P.L : Ce qui m’embête, c’est qu’il n’y a que des Juifs au Bnei-Brith… Cela fait communautaire. Le Bnei-Brith a été créé par 9 maçons émigrés à New York car à l’époque, on n’initiait pas les Juifs. Aux Etats-Unis, il existe aussi des obédiences noires ! L’initiation des Juifs en France date de 1870.

Le langage néo-testamentaire de la maçonnerie, qui se base essentiellement sur l’Evangile selon Jean et se focalise non plus sur la construction de la Jérusalem historique mais sur celle de la Jérusalem céleste, en gêne peut-être certains Mais la « Parole » à laquelle elle fait référence implique le débat. [« Au commencement était la Parole, et la Parole était avec Dieu, et la Parole était Dieu » ndlr]

« Dans la Charte du Hamas, la maçonnerie est au même rang que le peuple juif : bonne pour l’extermination. »

N.S. : Y a-t-il aujourd'hui des loges du Grand Orient en Israël et dans les pays musulmans ?

P.L : Il existe en Israël des loges du Grand Orient qui pratiquent une maçonnerie libérale adogmatique. Nous avons des loges libérales au Liban. Ils se réunissent dans le plus grand secret. Il existe une loge non libérale adogmatique en Egypte. Il y en a ailleurs aussi, mais je ne peux pas les citer car ce serait dangereux pour eux.

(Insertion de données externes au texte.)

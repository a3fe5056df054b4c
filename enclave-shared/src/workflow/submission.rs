/// Survey submission
///
/// Accepts an applicant's answers, persists the survey log entry, and moves
/// the user's stage to `pending`, both writes in one transaction.

use serde_json::json;
use tracing::info;
use uuid::Uuid;

use crate::models::survey_log::{CreateSurveyLogEntry, SurveyLogEntry};
use crate::models::user::{MembershipStage, User};
use crate::notify::dispatcher::PostCommitQueue;
use crate::notify::{Notification, NotificationTemplate, Recipient};

use super::{MembershipWorkflow, WorkflowError};

impl MembershipWorkflow {
    /// Submits a membership application
    ///
    /// Preconditions, checked inside the transaction:
    ///
    /// - the user exists
    /// - the answers are a non-empty JSON object
    /// - the user's stage permits a submission (no outstanding pending
    ///   entry, not already a full member)
    ///
    /// The user row is locked (`FOR UPDATE`) for the duration, so two
    /// concurrent submissions from the same user serialize and the second
    /// fails with `DuplicateApplication` instead of racing past the check.
    /// The partial unique index on the survey log backs this up.
    ///
    /// After commit, the applicant gets a `SubmissionReceived` notification
    /// and every decider gets a `NewSubmissionAlert`, fire-and-forget.
    ///
    /// # Errors
    ///
    /// - `UserNotFound`: unknown user id
    /// - `InvalidAnswers`: payload is not a non-empty object
    /// - `DuplicateApplication`: a pending entry already exists
    /// - `StageNotEligible`: the stage forbids submission (e.g. `member`)
    /// - `Persistence`: transactional failure; no partial state remains
    pub async fn submit_application(
        &self,
        user_id: Uuid,
        answers: serde_json::Value,
    ) -> Result<SurveyLogEntry, WorkflowError> {
        let valid = answers.as_object().is_some_and(|m| !m.is_empty());
        if !valid {
            return Err(WorkflowError::InvalidAnswers);
        }

        let mut tx = self.db.begin().await?;

        let user = User::find_by_id_for_update(&mut *tx, user_id)
            .await?
            .ok_or(WorkflowError::UserNotFound(user_id))?;

        if user.membership_stage == MembershipStage::Pending {
            return Err(WorkflowError::DuplicateApplication(user_id));
        }
        if !user.membership_stage.can_submit() {
            return Err(WorkflowError::StageNotEligible(
                user.membership_stage.as_str(),
            ));
        }

        // The stage check above should make this unreachable, but the log
        // is the source of truth for the one-pending-per-user invariant.
        if SurveyLogEntry::find_pending_by_user(&mut *tx, user_id)
            .await?
            .is_some()
        {
            return Err(WorkflowError::DuplicateApplication(user_id));
        }

        let entry = SurveyLogEntry::create(
            &mut *tx,
            CreateSurveyLogEntry {
                user_id,
                answers,
                prior_stage: user.membership_stage,
            },
        )
        .await?;

        User::set_stage(&mut *tx, user_id, MembershipStage::Pending)
            .await?
            .ok_or(WorkflowError::UserNotFound(user_id))?;

        let deciders = User::list_deciders(&mut *tx).await?;

        tx.commit().await?;

        info!(
            user_id = %user_id,
            entry_id = %entry.id,
            prior_stage = entry.prior_stage.as_str(),
            "Membership application submitted"
        );

        let mut queue = PostCommitQueue::new();
        queue.push(Notification {
            recipient: Recipient {
                user_id: user.id,
                email: user.email.clone(),
                phone: user.phone.clone(),
            },
            template: NotificationTemplate::SubmissionReceived,
            data: json!({ "entry_id": entry.id }),
        });
        for decider in deciders {
            queue.push(Notification {
                recipient: Recipient {
                    user_id: decider.id,
                    email: decider.email,
                    phone: decider.phone,
                },
                template: NotificationTemplate::NewSubmissionAlert,
                data: json!({
                    "entry_id": entry.id,
                    "applicant": user.username.clone(),
                }),
            });
        }
        self.dispatch_in_background(queue);

        Ok(entry)
    }
}
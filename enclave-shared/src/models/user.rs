/// User model and database operations
///
/// A user carries two independent axes of state:
///
/// - `role`: the authorization level (guest/user/admin/super_admin)
/// - `membership_stage`: progress through the application pipeline
///
/// The stage only ever moves through the defined sequence; it is mutated
/// exclusively by the workflow engine (submission sets `pending`, a decision
/// sets `pre_member`/`member` or `reapply_eligible`). Nothing in this module
/// enforces the sequence on its own; the workflow does, inside its
/// transactions.
///
/// # Schema
///
/// ```sql
/// CREATE TABLE users (
///     id UUID PRIMARY KEY DEFAULT gen_random_uuid(),
///     username VARCHAR(64) NOT NULL UNIQUE,
///     email CITEXT NOT NULL UNIQUE,
///     phone VARCHAR(32),
///     password_hash VARCHAR(255) NOT NULL,
///     role user_role NOT NULL DEFAULT 'user',
///     membership_stage membership_stage NOT NULL DEFAULT 'applicant',
///     created_at TIMESTAMPTZ NOT NULL DEFAULT NOW(),
///     updated_at TIMESTAMPTZ NOT NULL DEFAULT NOW(),
///     last_login_at TIMESTAMPTZ
/// );
/// ```

use chrono::{DateTime, Utc};
use serde::{Deserialize, Serialize};
use sqlx::PgExecutor;
use uuid::Uuid;

/// Authorization level, independent of membership stage
#[derive(Debug, Clone, Copy, PartialEq, Eq, Serialize, Deserialize, sqlx::Type)]
#[sqlx(type_name = "user_role", rename_all = "snake_case")]
#[serde(rename_all = "snake_case")]
pub enum Role {
    /// Unauthenticated or throwaway account
    Guest,

    /// Regular registered user
    User,

    /// Can review and decide membership applications
    Admin,

    /// Admin plus account administration
    SuperAdmin,
}

impl Role {
    /// Converts role to string for display
    pub fn as_str(&self) -> &'static str {
        match self {
            Role::Guest => "guest",
            Role::User => "user",
            Role::Admin => "admin",
            Role::SuperAdmin => "super_admin",
        }
    }

    /// Whether this role may decide membership applications
    pub fn can_decide(&self) -> bool {
        matches!(self, Role::Admin | Role::SuperAdmin)
    }
}

/// Progress through the membership application pipeline
///
/// The legal sequence is:
///
/// ```text
/// none -> applicant -> pending -> { pre_member, reapply_eligible }
///                         ^                |
///                         +--- (reapply) --+
/// pre_member -> pending -> member
/// ```
///
/// `member` is terminal for this workflow. A stage never skips forward: the
/// only way from `applicant` to `member` runs through `pending` twice (one
/// first-stage approval, one full-membership approval).
#[derive(Debug, Clone, Copy, PartialEq, Eq, Serialize, Deserialize, sqlx::Type)]
#[sqlx(type_name = "membership_stage", rename_all = "snake_case")]
#[serde(rename_all = "snake_case")]
pub enum MembershipStage {
    /// No relationship to the membership pipeline
    None,

    /// Registered but has not submitted the survey yet
    Applicant,

    /// Has an outstanding, undecided survey submission
    Pending,

    /// Passed first-stage approval, short of full membership
    PreMember,

    /// Rejected; may submit a fresh application
    ReapplyEligible,

    /// Full member (terminal for this workflow)
    Member,
}

impl MembershipStage {
    /// Converts stage to string for display
    pub fn as_str(&self) -> &'static str {
        match self {
            MembershipStage::None => "none",
            MembershipStage::Applicant => "applicant",
            MembershipStage::Pending => "pending",
            MembershipStage::PreMember => "pre_member",
            MembershipStage::ReapplyEligible => "reapply_eligible",
            MembershipStage::Member => "member",
        }
    }

    /// Position in the pipeline sequence, for "strictly advanced" checks
    ///
    /// `reapply_eligible` ranks with `applicant`: a rejected applicant is
    /// back at the start of the pipeline, not ahead of a pending one.
    pub fn rank(&self) -> u8 {
        match self {
            MembershipStage::None => 0,
            MembershipStage::Applicant => 1,
            MembershipStage::ReapplyEligible => 1,
            MembershipStage::Pending => 2,
            MembershipStage::PreMember => 3,
            MembershipStage::Member => 4,
        }
    }

    /// Whether a user at this stage may submit a survey
    ///
    /// Pre-members may submit again to apply for full membership. A user
    /// with an outstanding submission (`pending`) may not, and a full
    /// member has nothing left to apply for.
    pub fn can_submit(&self) -> bool {
        match self {
            MembershipStage::None
            | MembershipStage::Applicant
            | MembershipStage::ReapplyEligible
            | MembershipStage::PreMember => true,
            MembershipStage::Pending | MembershipStage::Member => false,
        }
    }

    /// Stage granted when an application submitted from this stage is approved
    ///
    /// A pre-member's application is the full-membership round; anything
    /// else is a first-stage application.
    pub fn approval_target(&self) -> MembershipStage {
        match self {
            MembershipStage::PreMember => MembershipStage::Member,
            _ => MembershipStage::PreMember,
        }
    }
}

/// User model representing an account
///
/// Passwords are stored as Argon2id hashes, never in plaintext.
#[derive(Debug, Clone, Serialize, Deserialize, sqlx::FromRow)]
pub struct User {
    /// Unique user ID (UUID v4)
    pub id: Uuid,

    /// Unique username
    pub username: String,

    /// Email address (case-insensitive via CITEXT)
    pub email: String,

    /// Optional phone number, used only for notification delivery
    pub phone: Option<String>,

    /// Argon2id password hash
    pub password_hash: String,

    /// Authorization level
    pub role: Role,

    /// Progress through the application pipeline
    pub membership_stage: MembershipStage,

    /// When the account was created
    pub created_at: DateTime<Utc>,

    /// When the account was last updated
    pub updated_at: DateTime<Utc>,

    /// When the user last logged in (None if never)
    pub last_login_at: Option<DateTime<Utc>>,
}

/// Input for creating a new user
///
/// New accounts start at role `user` and stage `applicant` (database
/// defaults).
#[derive(Debug, Clone, Serialize, Deserialize)]
pub struct CreateUser {
    /// Unique username
    pub username: String,

    /// Email address
    pub email: String,

    /// Optional phone number
    pub phone: Option<String>,

    /// Argon2id password hash (NOT a plaintext password)
    pub password_hash: String,
}

impl User {
    /// Creates a new user
    ///
    /// # Errors
    ///
    /// Returns an error if the username or email already exists (unique
    /// constraint violation) or the database is unreachable.
    pub async fn create(
        executor: impl PgExecutor<'_>,
        data: CreateUser,
    ) -> Result<Self, sqlx::Error> {
        let user = sqlx::query_as::<_, User>(
            r#"
            INSERT INTO users (username, email, phone, password_hash)
            VALUES ($1, $2, $3, $4)
            RETURNING id, username, email, phone, password_hash, role,
                      membership_stage, created_at, updated_at, last_login_at
            "#,
        )
        .bind(data.username)
        .bind(data.email)
        .bind(data.phone)
        .bind(data.password_hash)
        .fetch_one(executor)
        .await?;

        Ok(user)
    }

    /// Finds a user by ID
    ///
    /// # Errors
    ///
    /// Returns an error if the database connection fails
    pub async fn find_by_id(
        executor: impl PgExecutor<'_>,
        id: Uuid,
    ) -> Result<Option<Self>, sqlx::Error> {
        let user = sqlx::query_as::<_, User>(
            r#"
            SELECT id, username, email, phone, password_hash, role,
                   membership_stage, created_at, updated_at, last_login_at
            FROM users
            WHERE id = $1
            "#,
        )
        .bind(id)
        .fetch_optional(executor)
        .await?;

        Ok(user)
    }

    /// Finds a user by ID and locks the row for the current transaction
    ///
    /// Used by the workflow engine so that two concurrent submissions from
    /// the same user serialize on the user row instead of both passing the
    /// duplicate-pending check.
    pub async fn find_by_id_for_update(
        executor: impl PgExecutor<'_>,
        id: Uuid,
    ) -> Result<Option<Self>, sqlx::Error> {
        let user = sqlx::query_as::<_, User>(
            r#"
            SELECT id, username, email, phone, password_hash, role,
                   membership_stage, created_at, updated_at, last_login_at
            FROM users
            WHERE id = $1
            FOR UPDATE
            "#,
        )
        .bind(id)
        .fetch_optional(executor)
        .await?;

        Ok(user)
    }

    /// Finds a user by email address (case-insensitive via CITEXT)
    ///
    /// # Errors
    ///
    /// Returns an error if the database connection fails
    pub async fn find_by_email(
        executor: impl PgExecutor<'_>,
        email: &str,
    ) -> Result<Option<Self>, sqlx::Error> {
        let user = sqlx::query_as::<_, User>(
            r#"
            SELECT id, username, email, phone, password_hash, role,
                   membership_stage, created_at, updated_at, last_login_at
            FROM users
            WHERE email = $1
            "#,
        )
        .bind(email)
        .fetch_optional(executor)
        .await?;

        Ok(user)
    }

    /// Sets a user's membership stage
    ///
    /// Only the workflow engine calls this, and always inside the same
    /// transaction as the survey-log write it belongs to.
    ///
    /// # Returns
    ///
    /// The updated user, or None if the user doesn't exist
    pub async fn set_stage(
        executor: impl PgExecutor<'_>,
        id: Uuid,
        stage: MembershipStage,
    ) -> Result<Option<Self>, sqlx::Error> {
        let user = sqlx::query_as::<_, User>(
            r#"
            UPDATE users
            SET membership_stage = $2, updated_at = NOW()
            WHERE id = $1
            RETURNING id, username, email, phone, password_hash, role,
                      membership_stage, created_at, updated_at, last_login_at
            "#,
        )
        .bind(id)
        .bind(stage)
        .fetch_optional(executor)
        .await?;

        Ok(user)
    }

    /// Updates the last login timestamp, called after successful
    /// authentication
    pub async fn update_last_login(
        executor: impl PgExecutor<'_>,
        id: Uuid,
    ) -> Result<bool, sqlx::Error> {
        let result = sqlx::query(
            r#"
            UPDATE users
            SET last_login_at = NOW()
            WHERE id = $1
            "#,
        )
        .bind(id)
        .execute(executor)
        .await?;

        Ok(result.rows_affected() > 0)
    }

    /// Lists users at a given membership stage with pagination
    ///
    /// Backs the members directory (`stage = member`) and admin views.
    pub async fn list_by_stage(
        executor: impl PgExecutor<'_>,
        stage: MembershipStage,
        limit: i64,
        offset: i64,
    ) -> Result<Vec<Self>, sqlx::Error> {
        let users = sqlx::query_as::<_, User>(
            r#"
            SELECT id, username, email, phone, password_hash, role,
                   membership_stage, created_at, updated_at, last_login_at
            FROM users
            WHERE membership_stage = $1
            ORDER BY created_at ASC
            LIMIT $2 OFFSET $3
            "#,
        )
        .bind(stage)
        .bind(limit)
        .bind(offset)
        .fetch_all(executor)
        .await?;

        Ok(users)
    }

    /// Lists users who may decide applications (admins and super admins)
    ///
    /// Used by the workflow to fan out new-submission alerts.
    pub async fn list_deciders(executor: impl PgExecutor<'_>) -> Result<Vec<Self>, sqlx::Error> {
        let users = sqlx::query_as::<_, User>(
            r#"
            SELECT id, username, email, phone, password_hash, role,
                   membership_stage, created_at, updated_at, last_login_at
            FROM users
            WHERE role IN ('admin', 'super_admin')
            ORDER BY created_at ASC
            "#,
        )
        .fetch_all(executor)
        .await?;

        Ok(users)
    }
}

#[cfg(test)]
mod tests {
    use super::*;

    #[test]
    fn test_role_as_str() {
        assert_eq!(Role::Guest.as_str(), "guest");
        assert_eq!(Role::User.as_str(), "user");
        assert_eq!(Role::Admin.as_str(), "admin");
        assert_eq!(Role::SuperAdmin.as_str(), "super_admin");
    }

    #[test]
    fn test_role_can_decide() {
        assert!(!Role::Guest.can_decide());
        assert!(!Role::User.can_decide());
        assert!(Role::Admin.can_decide());
        assert!(Role::SuperAdmin.can_decide());
    }

    #[test]
    fn test_stage_rank_is_monotone_along_the_pipeline() {
        assert!(MembershipStage::None.rank() < MembershipStage::Applicant.rank());
        assert!(MembershipStage::Applicant.rank() < MembershipStage::Pending.rank());
        assert!(MembershipStage::Pending.rank() < MembershipStage::PreMember.rank());
        assert!(MembershipStage::PreMember.rank() < MembershipStage::Member.rank());

        // A rejection puts the user back at the start, not ahead of pending
        assert_eq!(
            MembershipStage::ReapplyEligible.rank(),
            MembershipStage::Applicant.rank()
        );
    }

    #[test]
    fn test_stage_can_submit() {
        assert!(MembershipStage::None.can_submit());
        assert!(MembershipStage::Applicant.can_submit());
        assert!(MembershipStage::ReapplyEligible.can_submit());
        assert!(MembershipStage::PreMember.can_submit());

        // Outstanding submission or full membership blocks a new one
        assert!(!MembershipStage::Pending.can_submit());
        assert!(!MembershipStage::Member.can_submit());
    }

    #[test]
    fn test_approval_target() {
        // First-stage approvals land on pre_member
        assert_eq!(
            MembershipStage::Applicant.approval_target(),
            MembershipStage::PreMember
        );
        assert_eq!(
            MembershipStage::ReapplyEligible.approval_target(),
            MembershipStage::PreMember
        );
        assert_eq!(
            MembershipStage::None.approval_target(),
            MembershipStage::PreMember
        );

        // A pre-member's application is the full-membership round
        assert_eq!(
            MembershipStage::PreMember.approval_target(),
            MembershipStage::Member
        );
    }

    #[test]
    fn test_stage_serde_uses_snake_case() {
        let json = serde_json::to_string(&MembershipStage::ReapplyEligible).unwrap();
        assert_eq!(json, "\"reapply_eligible\"");

        let stage: MembershipStage = serde_json::from_str("\"pre_member\"").unwrap();
        assert_eq!(stage, MembershipStage::PreMember);
    }
}
/// Database migration runner
///
/// Migrations live in the `migrations/` directory at this crate's root and
/// are embedded at compile time via `sqlx::migrate!`. Each migration has an
/// up file (`{timestamp}_{name}.sql`) and a down file
/// (`{timestamp}_{name}.down.sql`).
///
/// # Example
///
/// ```no_run
/// use enclave_shared::db::pool::{create_pool, DatabaseConfig};
/// use enclave_shared::db::migrations::run_migrations;
///
/// # async fn example() -> Result<(), Box<dyn std::error::Error>> {
/// let pool = create_pool(DatabaseConfig::default()).await?;
/// run_migrations(&pool).await?;
/// # Ok(())
/// # }
/// ```

use sqlx::{migrate::MigrateDatabase, postgres::PgPool, Postgres};
use tracing::{debug, info, warn};

/// Runs all pending database migrations
///
/// Migrations run in order and each is applied transactionally; a failing
/// migration is rolled back and reported.
///
/// # Errors
///
/// Returns an error if a migration fails to execute or the connection is
/// lost mid-run.
pub async fn run_migrations(pool: &PgPool) -> Result<(), sqlx::migrate::MigrateError> {
    info!("Starting database migrations");

    let migrations = sqlx::migrate!("./migrations");

    match migrations.run(pool).await {
        Ok(()) => {
            info!("All database migrations completed successfully");
            Ok(())
        }
        Err(e) => {
            warn!("Migration failed: {}", e);
            Err(e)
        }
    }
}

/// Creates the database if it doesn't exist
///
/// Useful for development and testing; in production the database should
/// already exist.
///
/// # Errors
///
/// Returns an error if the server is unreachable or the caller lacks
/// permission to create databases.
pub async fn ensure_database_exists(database_url: &str) -> Result<(), sqlx::Error> {
    if !Postgres::database_exists(database_url).await? {
        info!("Database does not exist, creating it");
        Postgres::create_database(database_url).await?;
    } else {
        debug!("Database already exists");
    }

    Ok(())
}
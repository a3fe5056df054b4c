/// Database models for Enclave
///
/// This module contains all database models and their query helpers.
///
/// # Models
///
/// - `user`: User accounts, roles, and membership stages
/// - `survey_log`: Membership application submissions and their decisions
///
/// # Example
///
/// ```no_run
/// use enclave_shared::models::user::{CreateUser, User};
/// use enclave_shared::db::pool::{create_pool, DatabaseConfig};
///
/// # async fn example() -> Result<(), Box<dyn std::error::Error>> {
/// let pool = create_pool(DatabaseConfig::default()).await?;
///
/// let new_user = CreateUser {
///     username: "jdoe".to_string(),
///     email: "user@example.com".to_string(),
///     phone: None,
///     password_hash: "$argon2id$...".to_string(),
/// };
///
/// let user = User::create(&pool, new_user).await?;
/// # Ok(())
/// # }
/// ```

pub mod survey_log;
pub mod user;
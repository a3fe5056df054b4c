/// Authentication and authorization utilities
///
/// # Modules
///
/// - [`password`]: Argon2id password hashing and validation
/// - [`jwt`]: JWT token generation and validation
/// - [`middleware`]: Bearer-token middleware and the request `AuthContext`
/// - [`gate`]: The membership-stage access gate for stage-gated resources
///
/// # Security Features
///
/// - **Password Hashing**: Argon2id with 64 MB memory, 3 iterations
/// - **JWT Tokens**: HS256 signing with configurable expiration
/// - **Constant-time Comparison**: verification uses constant-time operations
///
/// # Example
///
/// ```no_run
/// use enclave_shared::auth::password::{hash_password, verify_password};
///
/// # fn example() -> Result<(), Box<dyn std::error::Error>> {
/// let hash = hash_password("user_password")?;
/// assert!(verify_password("user_password", &hash)?);
/// # Ok(())
/// # }
/// ```

pub mod gate;
pub mod jwt;
pub mod middleware;
pub mod password;
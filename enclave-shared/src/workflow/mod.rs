/// The membership application/approval engine
///
/// `MembershipWorkflow` is the only writer of membership state: submission
/// moves a user to `pending`, a decision moves them forward (or back to
/// `reapply_eligible`). Both operations apply their multi-row effects inside
/// a single transaction (the survey-log write and the user-stage write
/// commit together or not at all) and queue their notifications for
/// dispatch strictly after commit.
///
/// Dependencies are explicit: the engine is constructed with a database pool
/// and a [`Notifier`] handle, never reached through globals, so tests can
/// hand it a scratch database and a recording fake.
///
/// # Modules
///
/// - [`error`]: the workflow error taxonomy
/// - `submission`: [`MembershipWorkflow::submit_application`]
/// - `approval`: [`MembershipWorkflow::decide`]
///
/// # Example
///
/// ```no_run
/// use std::sync::Arc;
/// use enclave_shared::notify::Notifier;
/// use enclave_shared::workflow::MembershipWorkflow;
/// use sqlx::PgPool;
///
/// # async fn example(pool: PgPool, notifier: Arc<dyn Notifier>) -> anyhow::Result<()> {
/// let workflow = MembershipWorkflow::new(pool, notifier);
/// let status = workflow.status(uuid::Uuid::new_v4()).await?;
/// println!("stage: {}", status.stage.as_str());
/// # Ok(())
/// # }
/// ```

pub mod error;

mod approval;
mod submission;

pub use approval::Decision;
pub use error::WorkflowError;

use std::sync::Arc;

use serde::{Deserialize, Serialize};
use sqlx::PgPool;
use uuid::Uuid;

use crate::models::survey_log::SurveyLogEntry;
use crate::models::user::{MembershipStage, User};
use crate::notify::dispatcher::PostCommitQueue;
use crate::notify::Notifier;

/// The membership workflow engine
#[derive(Clone)]
pub struct MembershipWorkflow {
    db: PgPool,
    notifier: Arc<dyn Notifier>,
}

/// A user's current position in the pipeline, as reported by `status`
#[derive(Debug, Clone, Serialize, Deserialize)]
pub struct MembershipStatus {
    /// The user
    pub user_id: Uuid,

    /// Current membership stage (latest committed value)
    pub stage: MembershipStage,

    /// The open survey log entry, present iff the stage is `pending`
    pub pending_entry_id: Option<Uuid>,
}

impl MembershipWorkflow {
    /// Creates a workflow engine with explicit dependencies
    pub fn new(db: PgPool, notifier: Arc<dyn Notifier>) -> Self {
        Self { db, notifier }
    }

    /// Reports the user's current membership stage
    ///
    /// Reads the latest committed row. When the stage is `pending`, also
    /// reports the id of the open entry so the client can reference it.
    ///
    /// # Errors
    ///
    /// Returns `WorkflowError::UserNotFound` for an unknown user.
    pub async fn status(&self, user_id: Uuid) -> Result<MembershipStatus, WorkflowError> {
        let user = User::find_by_id(&self.db, user_id)
            .await?
            .ok_or(WorkflowError::UserNotFound(user_id))?;

        let pending_entry_id = if user.membership_stage == MembershipStage::Pending {
            SurveyLogEntry::find_pending_by_user(&self.db, user_id)
                .await?
                .map(|entry| entry.id)
        } else {
            None
        };

        Ok(MembershipStatus {
            user_id,
            stage: user.membership_stage,
            pending_entry_id,
        })
    }

    /// Lists pending applications, oldest first, for the admin review queue
    pub async fn pending_applications(
        &self,
        limit: i64,
        offset: i64,
    ) -> Result<Vec<SurveyLogEntry>, WorkflowError> {
        Ok(SurveyLogEntry::list_pending(&self.db, limit, offset).await?)
    }

    /// Dispatches a post-commit queue without blocking the caller
    ///
    /// Delivery (with its retries) runs on a background task; the request
    /// that triggered it returns immediately. Failures are logged inside
    /// the dispatcher.
    pub(crate) fn dispatch_in_background(&self, queue: PostCommitQueue) {
        if queue.is_empty() {
            return;
        }

        let notifier = Arc::clone(&self.notifier);
        tokio::spawn(async move {
            queue.dispatch(notifier.as_ref()).await;
        });
    }
}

Ils sont pourchassés. Vous savez, dans la Charte du Hamas, la maçonnerie est au même rang que le peuple juif : bonne pour l’extermination.

« Les religions ayant montré leurs limites, on constate un regain d’intérêt de la part des jeunes pour la maçonnerie »

N.S : La maçonnerie est-elle moins importante aujourd'hui qu'autrefois ?

P.L. : La Franc-maçonnerie est aussi importante aujourd’hui qu’au siècle dernier. On constate même un regain d’intérêt de la part des jeunes ; dans un pays où les religions ont montré leurs limites, où les grands blocs politiques ne développent plus de philosophie, il existe un lieu où des gens de toutes confessions, toutes origines, tous milieux sociaux peuvent parler et être écoutés. C’est le Grand Orient de France.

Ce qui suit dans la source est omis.